患者は呼吸・循環動態共に落ち着いており、アイ・コンタクトもしっかりとできている。また、簡単な質問にも頷きで対応することができていることから、「意識清明な落ち着いている」状態と判断できるため、0と評価する。

 

→RASSを確認

 

症例2

 

19歳の男性。糖尿病性ケトアシドーシスと高度な脱水により気管挿管下に人工呼吸管理されている。循環動態は未だ不安定であり、カテコラミンが投与されている。
30秒間の観察の結果、しきりに手を気管チューブに持っていき、首を持ち上げたり左右に大きく振ったりしている。

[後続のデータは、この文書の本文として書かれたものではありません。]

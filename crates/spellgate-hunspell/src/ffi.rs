// Runtime binding to the libhunspell C API.
//
// The library is opened with `dlopen` semantics so that the service builds
// without Hunspell headers or import libraries; only the six entry points
// below are used.

use std::ffi::{c_char, c_int};
use std::path::{Path, PathBuf};

use libloading::Library;

use crate::HunspellError;

/// Opaque `Hunhandle` from `hunspell.h`.
#[repr(C)]
pub(crate) struct Hunhandle {
    _private: [u8; 0],
}

pub(crate) type CreateFn = unsafe extern "C" fn(*const c_char, *const c_char) -> *mut Hunhandle;
pub(crate) type DestroyFn = unsafe extern "C" fn(*mut Hunhandle);
pub(crate) type SpellFn = unsafe extern "C" fn(*mut Hunhandle, *const c_char) -> c_int;
pub(crate) type ListFn = unsafe extern "C" fn(*mut Hunhandle, *mut *mut *mut c_char, *const c_char) -> c_int;
pub(crate) type FreeListFn = unsafe extern "C" fn(*mut Hunhandle, *mut *mut *mut c_char, c_int);

/// Library names tried, in order, when no explicit path is configured.
pub const DEFAULT_LIBRARY_NAMES: &[&str] = &[
    "libhunspell-1.7.so.0",
    "libhunspell-1.7.so",
    "/usr/lib/libhunspell-1.7.so",
    "libhunspell.so",
    "libhunspell-1.7.0.dylib",
    "libhunspell.dylib",
];

/// Resolved entry points. The `Library` is kept alive alongside them so the
/// function pointers stay valid.
pub(crate) struct HunspellApi {
    pub create: CreateFn,
    pub destroy: DestroyFn,
    pub spell: SpellFn,
    pub suggest: ListFn,
    pub analyze: ListFn,
    pub free_list: FreeListFn,
    _library: Library,
}

impl HunspellApi {
    /// Load libhunspell from `explicit` if given, otherwise from the first of
    /// `DEFAULT_LIBRARY_NAMES` that opens.
    pub fn load(explicit: Option<&Path>) -> Result<Self, HunspellError> {
        let candidates: Vec<PathBuf> = match explicit {
            Some(path) => vec![path.to_path_buf()],
            None => DEFAULT_LIBRARY_NAMES.iter().map(PathBuf::from).collect(),
        };

        let mut tried = Vec::with_capacity(candidates.len());
        for candidate in &candidates {
            // SAFETY: libhunspell runs no initialisation code with preconditions.
            match unsafe { Library::new(candidate) } {
                Ok(library) => {
                    tracing::debug!(library = %candidate.display(), "loaded libhunspell");
                    return Self::resolve(library);
                }
                Err(e) => tried.push(format!("{}: {e}", candidate.display())),
            }
        }

        Err(HunspellError::Library { tried })
    }

    fn resolve(library: Library) -> Result<Self, HunspellError> {
        // SAFETY: the signatures match hunspell.h for the 1.x C API.
        unsafe {
            let create = symbol::<CreateFn>(&library, "Hunspell_create")?;
            let destroy = symbol::<DestroyFn>(&library, "Hunspell_destroy")?;
            let spell = symbol::<SpellFn>(&library, "Hunspell_spell")?;
            let suggest = symbol::<ListFn>(&library, "Hunspell_suggest")?;
            let analyze = symbol::<ListFn>(&library, "Hunspell_analyze")?;
            let free_list = symbol::<FreeListFn>(&library, "Hunspell_free_list")?;
            Ok(Self {
                create,
                destroy,
                spell,
                suggest,
                analyze,
                free_list,
                _library: library,
            })
        }
    }
}

unsafe fn symbol<T: Copy>(library: &Library, name: &'static str) -> Result<T, HunspellError> {
    let mut bytes = Vec::with_capacity(name.len() + 1);
    bytes.extend_from_slice(name.as_bytes());
    bytes.push(0);
    let sym = unsafe { library.get::<T>(&bytes) }
        .map_err(|source| HunspellError::Symbol { name, source })?;
    Ok(*sym)
}
//! End-to-end tests of the check endpoint through the router.

use std::sync::Arc;
use std::sync::atomic::{AtomicUsize, Ordering};

use axum::Router;
use axum::body::Body;
use axum::http::{Method, Request, StatusCode, header};
use http_body_util::BodyExt;
use serde_json::{Value, json};
use spellgate_core::{EngineError, MAX_TEXT_LEN, SpellEngine};
use spellgate_server::{ServerConfig, SpellServer};
use tower::ServiceExt;

/// Accepts a fixed word list; panics on "boom".
struct WordList {
    words: &'static [&'static str],
    calls: Arc<AtomicUsize>,
}

impl SpellEngine for WordList {
    fn check(&mut self, word: &str) -> Result<bool, EngineError> {
        self.calls.fetch_add(1, Ordering::SeqCst);
        if word == "boom" {
            panic!("engine fault");
        }
        Ok(self.words.contains(&word) || word.bytes().all(|b| b == b'a'))
    }

    fn suggest(&mut self, _word: &str) -> Result<Vec<String>, EngineError> {
        Ok(Vec::new())
    }

    fn analyze(&mut self, _word: &str) -> Result<Vec<String>, EngineError> {
        Ok(Vec::new())
    }
}

fn app_with(config: ServerConfig) -> (Router, Arc<AtomicUsize>) {
    let calls = Arc::new(AtomicUsize::new(0));
    let engine = WordList {
        words: &["I", "a", "have", "pen"],
        calls: Arc::clone(&calls),
    };
    let router = SpellServer::new(config, engine).build_router();
    (router, calls)
}

fn app() -> (Router, Arc<AtomicUsize>) {
    app_with(ServerConfig::default().with_access_log(None))
}

fn post_json(body: impl Into<Body>) -> Request<Body> {
    Request::builder()
        .method(Method::POST)
        .uri("/")
        .header(header::CONTENT_TYPE, "application/json")
        .body(body.into())
        .unwrap()
}

fn post_text(text: &str) -> Request<Body> {
    post_json(serde_json::to_vec(&json!(text)).unwrap())
}

async fn body_json(response: axum::response::Response) -> Value {
    let bytes = response.into_body().collect().await.unwrap().to_bytes();
    serde_json::from_slice(&bytes).unwrap()
}

async fn assert_bad_request(router: Router, request: Request<Body>) {
    let response = router.oneshot(request).await.unwrap();
    assert_eq!(response.status(), StatusCode::BAD_REQUEST);
    assert_eq!(body_json(response).await, json!("400 Bad Request"));
}

// ---------------------------------------------------------------------------
// Successful checks
// ---------------------------------------------------------------------------

#[tokio::test]
async fn checks_sentence() {
    let (router, calls) = app();
    let response = router.oneshot(post_text("I havv a pen.")).await.unwrap();

    assert_eq!(response.status(), StatusCode::OK);
    for name in ["x-check-time", "x-wait-time"] {
        let value = response.headers().get(name).unwrap().to_str().unwrap();
        value.parse::<u64>().unwrap();
    }
    assert_eq!(
        body_json(response).await,
        json!([
            ["I", {"correct": true}],
            [" ", {"note": "ignored", "correct": true}],
            ["havv", {"correct": false}],
            [" ", {"note": "ignored", "correct": true}],
            ["a", {"correct": true}],
            [" ", {"note": "ignored", "correct": true}],
            ["pen", {"correct": true}],
            [".", {"note": "ignored", "correct": true}],
        ])
    );
    assert_eq!(calls.load(Ordering::SeqCst), 4);
}

#[tokio::test]
async fn any_path_is_the_check_endpoint() {
    let (router, _) = app();
    let mut request = post_text("pen");
    *request.uri_mut() = "/some/other/path".parse().unwrap();

    let response = router.oneshot(request).await.unwrap();
    assert_eq!(response.status(), StatusCode::OK);
    assert_eq!(body_json(response).await, json!([["pen", {"correct": true}]]));
}

#[tokio::test]
async fn content_type_parameters_are_accepted() {
    let (router, _) = app();
    let mut request = post_text("pen");
    request.headers_mut().insert(
        header::CONTENT_TYPE,
        "application/json; charset=utf-8".parse().unwrap(),
    );
    let response = router.oneshot(request).await.unwrap();
    assert_eq!(response.status(), StatusCode::OK);
}

#[tokio::test]
async fn separators_only_skip_engine() {
    let (router, calls) = app();
    let response = router.oneshot(post_text("12, 34!")).await.unwrap();

    assert_eq!(response.status(), StatusCode::OK);
    let body = body_json(response).await;
    assert_eq!(body.as_array().unwrap().len(), 7);
    assert_eq!(calls.load(Ordering::SeqCst), 0);
}

#[tokio::test]
async fn maximum_length_is_accepted() {
    let (router, _) = app();
    let text = "a".repeat(MAX_TEXT_LEN);
    let response = router.oneshot(post_text(&text)).await.unwrap();

    assert_eq!(response.status(), StatusCode::OK);
    assert_eq!(body_json(response).await, json!([[text, {"correct": true}]]));
}

#[tokio::test]
async fn fully_escaped_maximum_text_fits_default_body_cap() {
    let (router, calls) = app();
    let body = format!("\"{}\"", "\\u0021".repeat(MAX_TEXT_LEN));
    assert!(body.len() < ServerConfig::default().max_body_bytes);

    let response = router.oneshot(post_json(body)).await.unwrap();
    assert_eq!(response.status(), StatusCode::OK);
    assert_eq!(body_json(response).await.as_array().unwrap().len(), MAX_TEXT_LEN);
    assert_eq!(calls.load(Ordering::SeqCst), 0);
}

// ---------------------------------------------------------------------------
// Rejections
// ---------------------------------------------------------------------------

#[tokio::test]
async fn over_maximum_length_is_rejected() {
    let (router, calls) = app();
    assert_bad_request(router, post_text(&"a".repeat(MAX_TEXT_LEN + 1))).await;
    assert_eq!(calls.load(Ordering::SeqCst), 0);
}

#[tokio::test]
async fn empty_text_is_rejected() {
    let (router, _) = app();
    assert_bad_request(router, post_text("")).await;
}

#[tokio::test]
async fn non_ascii_is_rejected() {
    let (router, calls) = app();
    assert_bad_request(router, post_text("caf\u{e9}")).await;
    assert_eq!(calls.load(Ordering::SeqCst), 0);
}

#[tokio::test]
async fn plain_text_content_type_is_rejected() {
    let (router, _) = app();
    let request = Request::builder()
        .method(Method::POST)
        .uri("/")
        .header(header::CONTENT_TYPE, "text/plain")
        .body(Body::from(r#""I havv a pen.""#))
        .unwrap();
    assert_bad_request(router, request).await;
}

#[tokio::test]
async fn missing_content_type_is_rejected() {
    let (router, _) = app();
    let request = Request::builder()
        .method(Method::POST)
        .uri("/")
        .body(Body::from(r#""pen""#))
        .unwrap();
    assert_bad_request(router, request).await;
}

#[tokio::test]
async fn non_string_json_is_rejected() {
    for body in [r#"{"text": "pen"}"#, r#"["pen"]"#, "42", "null", "not json"] {
        let (router, _) = app();
        assert_bad_request(router, post_json(body)).await;
    }
}

#[tokio::test]
async fn oversized_body_is_rejected() {
    let (router, _) = app_with(
        ServerConfig::default()
            .with_access_log(None)
            .with_max_body_bytes(16),
    );
    assert_bad_request(router, post_text("a perfectly valid but long sentence")).await;
}

// ---------------------------------------------------------------------------
// Redirects and failures
// ---------------------------------------------------------------------------

#[tokio::test]
async fn non_post_redirects() {
    for method in [Method::GET, Method::PUT, Method::DELETE] {
        let (router, calls) = app_with(
            ServerConfig::default()
                .with_access_log(None)
                .with_redirect_url("https://example.com/project"),
        );
        let request = Request::builder()
            .method(method.clone())
            .uri("/anything")
            .body(Body::empty())
            .unwrap();

        let response = router.oneshot(request).await.unwrap();
        assert_eq!(response.status(), StatusCode::FOUND, "{method}");
        assert_eq!(
            response.headers().get(header::LOCATION).unwrap(),
            "https://example.com/project"
        );
        assert_eq!(calls.load(Ordering::SeqCst), 0);
    }
}

#[tokio::test]
async fn engine_panic_returns_500_and_service_recovers() {
    let (router, _) = app();

    let response = router.clone().oneshot(post_text("a boom")).await.unwrap();
    assert_eq!(response.status(), StatusCode::INTERNAL_SERVER_ERROR);
    assert_eq!(body_json(response).await, json!("500 Internal Server Error"));

    let response = router.oneshot(post_text("pen")).await.unwrap();
    assert_eq!(response.status(), StatusCode::OK);
}
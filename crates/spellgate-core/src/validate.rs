// Payload validation for the check endpoint.

/// Maximum accepted text length, in characters.
pub const MAX_TEXT_LEN: usize = 4096;

/// Reasons a request is rejected before it reaches the tokenizer.
#[derive(Debug, Clone, PartialEq, Eq, thiserror::Error)]
pub enum ValidationError {
    /// The content type does not declare a JSON payload.
    #[error("content type is not application/json")]
    ContentType,

    /// The body is larger than the configured byte cap.
    #[error("request body exceeds {limit} bytes")]
    BodyTooLarge { limit: usize },

    /// The body is not JSON, or is JSON but not a single string.
    #[error("payload is not a JSON string: {0}")]
    Body(String),

    /// The string is empty.
    #[error("text is empty")]
    Empty,

    /// The string is longer than `MAX_TEXT_LEN` characters.
    #[error("text is {len} characters long, maximum is {max}")]
    TooLong { len: usize, max: usize },

    /// The string contains a byte outside `0x00..=0x7F`.
    #[error("non-ASCII byte at offset {index}")]
    NonAscii { index: usize },
}

/// Check the decoded text: length within `1..=MAX_TEXT_LEN`, then ASCII only.
///
/// Length is counted in characters so a short non-ASCII string reports
/// `NonAscii` rather than `TooLong`.
pub fn validate_text(text: &str) -> Result<&str, ValidationError> {
    let len = text.chars().count();
    if len == 0 {
        return Err(ValidationError::Empty);
    }
    if len > MAX_TEXT_LEN {
        return Err(ValidationError::TooLong {
            len,
            max: MAX_TEXT_LEN,
        });
    }
    if let Some(index) = text.bytes().position(|b| !b.is_ascii()) {
        return Err(ValidationError::NonAscii { index });
    }
    Ok(text)
}

/// Decode a JSON body that must hold exactly one string value.
pub fn decode_text(body: &[u8]) -> Result<String, ValidationError> {
    let value: serde_json::Value =
        serde_json::from_slice(body).map_err(|e| ValidationError::Body(e.to_string()))?;
    match value {
        serde_json::Value::String(s) => Ok(s),
        other => Err(ValidationError::Body(format!(
            "expected a string, found {}",
            json_kind(&other)
        ))),
    }
}

fn json_kind(value: &serde_json::Value) -> &'static str {
    match value {
        serde_json::Value::Null => "null",
        serde_json::Value::Bool(_) => "a boolean",
        serde_json::Value::Number(_) => "a number",
        serde_json::Value::String(_) => "a string",
        serde_json::Value::Array(_) => "an array",
        serde_json::Value::Object(_) => "an object",
    }
}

この患者のRASS評価は何点?

 

答え:RASS +3

患者は手を気管チューブに持っていったり、首を大きく振ったりするなど、気管チューブを自己抜去しようとしていると考えられることから、「非常に興奮した」状態と判断できるため、+3と評価する。

 

→RASSを確認

 

症例3

 

64歳の女性。市中肺炎の診断で一般病棟に入院していたが、2日前に低酸素状態となったため気管挿管され、人工呼吸管理目的でICUに入室となった。
30秒間、患者を観察したが自発開眼はなく、手足も動かさない。大声で目を開けるように呼びかけたが反応はなく、痛み刺激を加えると顔をしかめるが、刺激をやめるとすぐに反応がなくなってしまう。この患者のRASS評価は何点?

 

答え:RASS -4

30秒間の観察で開眼も自発運動も観察されないこと、また大声で呼びかけたが反応が見られない、また痛み刺激で少し顔をしかめる反応が見られるが、すぐに無反応となることから、「深い鎮静状態」と判断できるため、-4と評価する。